Estampas del kibutz

Amos Oz vuelve con unos hermosos relatos de trazos agridulces sobre la esforzada vida en las granjas comunales de Israel hacia el medio siglo.

Tres 'kibutzim', construyendo una vivienda en una granja comunal, en una imagen de los años 50.
Tres 'kibutzim', construyendo una vivienda en una granja comunal, en una imagen de los años 50.
Ignacio F. Garmendia

08 de septiembre 2013 - 05:00

A propósito del sionismo, se olvida a veces que una de las ramas más activas del movimiento -la más influyente durante el mandato británico de Palestina y los primeros tiempos del Estado de Israel- estuvo muy vinculada a la ideología socialista. Antes y después de la fundación propiamente dicha, los inmigrantes llegaron a aquellas tierras semidesérticas atraídos por una doble posibilidad de redención, la que les ofrecía el reencuentro con la patria perdida y la que se derivaba de la construcción de una nueva sociedad guiada por el ideal del colectivismo. El experimento inspiró a jóvenes socialistas de todo el mundo que durante décadas acudieron a Israel para conocer de primera mano el funcionamiento de las granjas comunales, apoyadas por los dirigentes laboristas que, como el carismático Ben-Gurión, defendían no sólo su papel en la economía nacional -progresivamente menor con el paso de los años- sino también su función como puestos de avanzadilla. Sabemos por las maravillosas memorias de Amos Oz -Una historia de amor y oscuridad, publicadas, como el resto de su obra en España, por Siruela- de la experiencia del autor israelí en el kibutz de Hulda, donde el futuro autor de Contra el fanatismo -nacido Klausner- cambió su nombre por el de Oz ("fuerza, coraje"). Su último libro vuelve a recrear la vida en el kibutz, ahora imaginario, de Yikhat, a través de ocho relatos autónomos pero interrelacionados que conforman algo parecido a una novela.

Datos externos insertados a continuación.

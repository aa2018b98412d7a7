//! End-to-end mutation scenarios exercised against a synthetic player
//! record, since no real save file ships with this crate.

use std::collections::HashSet;

use vaultsave_core::Endian;
use vaultsave_data::{GAME_A, SAMPLE_CHALLENGES};
use vaultsave_mutate::{ChallengeOp, Config, Unlock, apply};
use vaultsave_proto::{FieldValue, PlayerRecord, record};

const TAG_LEVEL: u32 = 2;
const TAG_XP: u32 = 3;
const TAG_CURRENCY: u32 = 6;
const TAG_PLAYTHROUGHS: u32 = 7;
const TAG_SLOTS: u32 = 13;
const TAG_CHALLENGE_BLOCK: u32 = 15;
const TAG_NVHM_MISSIONS: u32 = 18;
const TAG_BLACK_MARKET_SDUS: u32 = 36;
const TAG_ITEMS: u32 = 53;
const TAG_BANK_SIZE: u32 = 56;

fn fresh_save() -> PlayerRecord {
    let mut player = PlayerRecord::new();
    player.insert(TAG_LEVEL, vec![FieldValue::Varint(5)]);
    player.insert(TAG_XP, vec![FieldValue::Varint(0)]);
    player.insert(
        TAG_CURRENCY,
        vec![FieldValue::Bytes(record::write_repeated(&[
            FieldValue::Varint(0),
            FieldValue::Varint(0),
            FieldValue::Varint(0),
            FieldValue::Varint(0),
            FieldValue::Varint(0),
        ]))],
    );
    player.insert(TAG_PLAYTHROUGHS, vec![FieldValue::Varint(0)]);
    player.insert(TAG_NVHM_MISSIONS, vec![FieldValue::Bytes(vec![9, 9, 9])]);

    let mut slots = PlayerRecord::new();
    slots.insert(1, vec![FieldValue::Varint(GAME_A.min_backpack_size as u64)]);
    slots.insert(2, vec![FieldValue::Varint(2)]);
    slots.insert(3, vec![FieldValue::Varint(2)]);
    player.insert(TAG_SLOTS, vec![FieldValue::Bytes(record::encode(&slots))]);
    player.insert(TAG_BANK_SIZE, vec![FieldValue::Varint(GAME_A.min_bank_size as u64)]);

    let log = vaultsave_challenge::ChallengeLog {
        unknown: 4,
        entries: SAMPLE_CHALLENGES
            .iter()
            .map(|info| vaultsave_challenge::ChallengeEntry {
                id: info.id as u16,
                first_one: 6,
                total_value: 10,
                second_one: 1,
                previous_value: 0,
            })
            .collect(),
    };
    player.insert(TAG_CHALLENGE_BLOCK, vec![FieldValue::Bytes(vaultsave_challenge::encode(&log, Endian::Little))]);

    player
}

fn level_of(player: &PlayerRecord) -> u64 {
    match player.get(&TAG_LEVEL).unwrap().first().unwrap() {
        FieldValue::Varint(v) => *v,
        _ => panic!("level is not a varint"),
    }
}

#[test]
fn leveling_up_keeps_xp_within_bounds() {
    let mut player = fresh_save();
    let config = Config { level: Some(30), ..Default::default() };
    apply(&config, &GAME_A, &SAMPLE_CHALLENGES, Endian::Little, &mut player).unwrap();
    assert_eq!(level_of(&player), 30);

    let xp = match player.get(&TAG_XP).unwrap().first().unwrap() {
        FieldValue::Varint(v) => *v,
        _ => panic!("xp is not a varint"),
    };
    let (lower, upper) = vaultsave_data::xp_bounds(30).unwrap();
    assert!(xp >= lower);
    if let Some(upper) = upper {
        assert!(xp < upper);
    }
}

#[test]
fn out_of_range_level_is_rejected_without_mutating_anything() {
    let mut player = fresh_save();
    let before = player.clone();
    let config = Config { level: Some(9999), ..Default::default() };
    let err = apply(&config, &GAME_A, &SAMPLE_CHALLENGES, Endian::Little, &mut player).unwrap_err();
    assert!(matches!(err, vaultsave_mutate::MutateError::InvalidLevel { .. }));
    assert_eq!(player, before);
}

#[test]
fn backpack_and_bank_requests_stay_in_sync_with_their_sdu_slots() {
    let mut player = fresh_save();
    let config = Config {
        backpack: Some(GAME_A.max_backpack_size),
        bank: Some(GAME_A.max_bank_size),
        ..Default::default()
    };
    apply(&config, &GAME_A, &SAMPLE_CHALLENGES, Endian::Little, &mut player).unwrap();

    let sdus = record::read_repeated(
        match player.get(&TAG_BLACK_MARKET_SDUS).unwrap().first().unwrap() {
            FieldValue::Bytes(b) => b,
            _ => panic!("sdus is not a blob"),
        },
        0,
    )
    .unwrap();
    let backpack_sdu = match sdus[GAME_A.ammo_pools.len()] {
        FieldValue::Varint(v) => v,
        _ => panic!(),
    };
    let bank_sdu = match sdus[GAME_A.ammo_pools.len() + 1] {
        FieldValue::Varint(v) => v,
        _ => panic!(),
    };
    assert_eq!(GAME_A.min_backpack_size + backpack_sdu as u32 * 3, GAME_A.max_backpack_size);
    assert_eq!(GAME_A.min_bank_size + bank_sdu as u32 * 2, GAME_A.max_bank_size);
}

#[test]
fn unlocking_uvhm_implies_tvhm() {
    let mut player = fresh_save();
    let mut unlock = HashSet::new();
    unlock.insert(Unlock::Uvhm);
    let config = Config { unlock, ..Default::default() };
    apply(&config, &GAME_A, &SAMPLE_CHALLENGES, Endian::Little, &mut player).unwrap();
    let playthroughs = match player.get(&TAG_PLAYTHROUGHS).unwrap().first().unwrap() {
        FieldValue::Varint(v) => *v,
        _ => panic!(),
    };
    assert_eq!(playthroughs, 2);
}

#[test]
fn copy_nvhm_missions_mirrors_into_tvhm_and_uvhm_slots() {
    let mut player = fresh_save();
    let config = Config { copy_nvhm_missions: true, ..Default::default() };
    apply(&config, &GAME_A, &SAMPLE_CHALLENGES, Endian::Little, &mut player).unwrap();
    let entry = player.get(&TAG_NVHM_MISSIONS).unwrap();
    assert_eq!(entry[0], entry[1]);
    assert_eq!(entry[0], entry[2]);
    let playthroughs = match player.get(&TAG_PLAYTHROUGHS).unwrap().first().unwrap() {
        FieldValue::Varint(v) => *v,
        _ => panic!(),
    };
    assert_eq!(playthroughs, 2);
}

#[test]
fn maxing_challenges_never_exceeds_the_catalog_maximum() {
    let mut player = fresh_save();
    let mut challenges = HashSet::new();
    challenges.insert(ChallengeOp::Max);
    let config = Config { challenges, ..Default::default() };
    apply(&config, &GAME_A, &SAMPLE_CHALLENGES, Endian::Little, &mut player).unwrap();

    let blob = match player.get(&TAG_CHALLENGE_BLOCK).unwrap().first().unwrap() {
        FieldValue::Bytes(b) => b,
        _ => panic!(),
    };
    let log = vaultsave_challenge::decode(blob, Endian::Little).unwrap();
    for entry in &log.entries {
        let info = SAMPLE_CHALLENGES.get(entry.id as u32).unwrap();
        assert!(entry.total_value <= info.max_value as u32);
    }
}

#[test]
fn applying_the_same_config_twice_is_idempotent() {
    let mut player = fresh_save();
    let mut unlock = HashSet::new();
    unlock.insert(Unlock::Slaughterdome);
    let mut challenges = HashSet::new();
    challenges.insert(ChallengeOp::Max);
    let config = Config {
        level: Some(20),
        money: Some(5000),
        maxammo: true,
        unlock,
        challenges,
        ..Default::default()
    };

    apply(&config, &GAME_A, &SAMPLE_CHALLENGES, Endian::Little, &mut player).unwrap();
    let once = player.clone();
    apply(&config, &GAME_A, &SAMPLE_CHALLENGES, Endian::Little, &mut player).unwrap();
    assert_eq!(player, once);
}

#[test]
fn renaming_and_reassigning_a_save_slot_is_isolated_from_other_fields() {
    let mut player = fresh_save();
    let before_level = level_of(&player);
    let config = Config {
        name: Some("Maya".to_string()),
        save_game_id: Some(3),
        ..Default::default()
    };
    apply(&config, &GAME_A, &SAMPLE_CHALLENGES, Endian::Little, &mut player).unwrap();
    assert_eq!(level_of(&player), before_level);
    assert_eq!(
        player.get(&20).unwrap().first().unwrap(),
        &FieldValue::Varint(3)
    );
}

#[test]
fn oplevel_request_bumps_playthroughs_and_adds_a_synthetic_item() {
    let mut player = fresh_save();
    let items_before = player.get(&TAG_ITEMS).map(|v| v.len()).unwrap_or(0);
    let config = Config { oplevel: Some(5), ..Default::default() };
    apply(&config, &GAME_A, &SAMPLE_CHALLENGES, Endian::Little, &mut player).unwrap();
    assert_eq!(player.get(&TAG_ITEMS).unwrap().len(), items_before + 1);
    let playthroughs = match player.get(&TAG_PLAYTHROUGHS).unwrap().first().unwrap() {
        FieldValue::Varint(v) => *v,
        _ => panic!(),
    };
    assert_eq!(playthroughs, 2);
}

El jardinero misántropo, apodado Ángel de la Muerte por su afición a anunciar catástrofes ocurridas en cualquier lugar del planeta, a quien pretende una viuda que se acaba marchando a América. La mujer abandonada por su marido que recibe una carta sorprendente de la vecina, ahora desengañada, que la ha sustituido en el afecto de su antiguo esposo. El hombre enfrentado a un viejo rival, líder respetado al que admira pese a sus diferencias, cuando este seduce a su hija adolescente. El muchacho llegado de fuera pero integrado plenamente en la comunidad que pide permiso para visitar a su padre recluido y enfermo. El hijo pequeño del "guasón" del kibutz, maltratado por sus compañeros de escuela, al que su padre protege a escondidas de una madre demasiado severa. La bella malcasada que pide ayuda a otro de los notables, un hombre comprometido pero enamorado de ella desde antiguo que debe reprimir su deseo de hacer algo más que protegerla. El joven becado por un familiar que aspira a iniciar los estudios -o a huir sin más del kibutz- antes de haber cumplido con las obligaciones prescritas. El esperantista y fumador compulsivo que ejerce como zapatero y se empeña en trabajar aunque su salud apenas se lo permita. Son algunos de los personajes, dignos, endurecidos, llenos de humanidad, que recorren las páginas de Entre amigos.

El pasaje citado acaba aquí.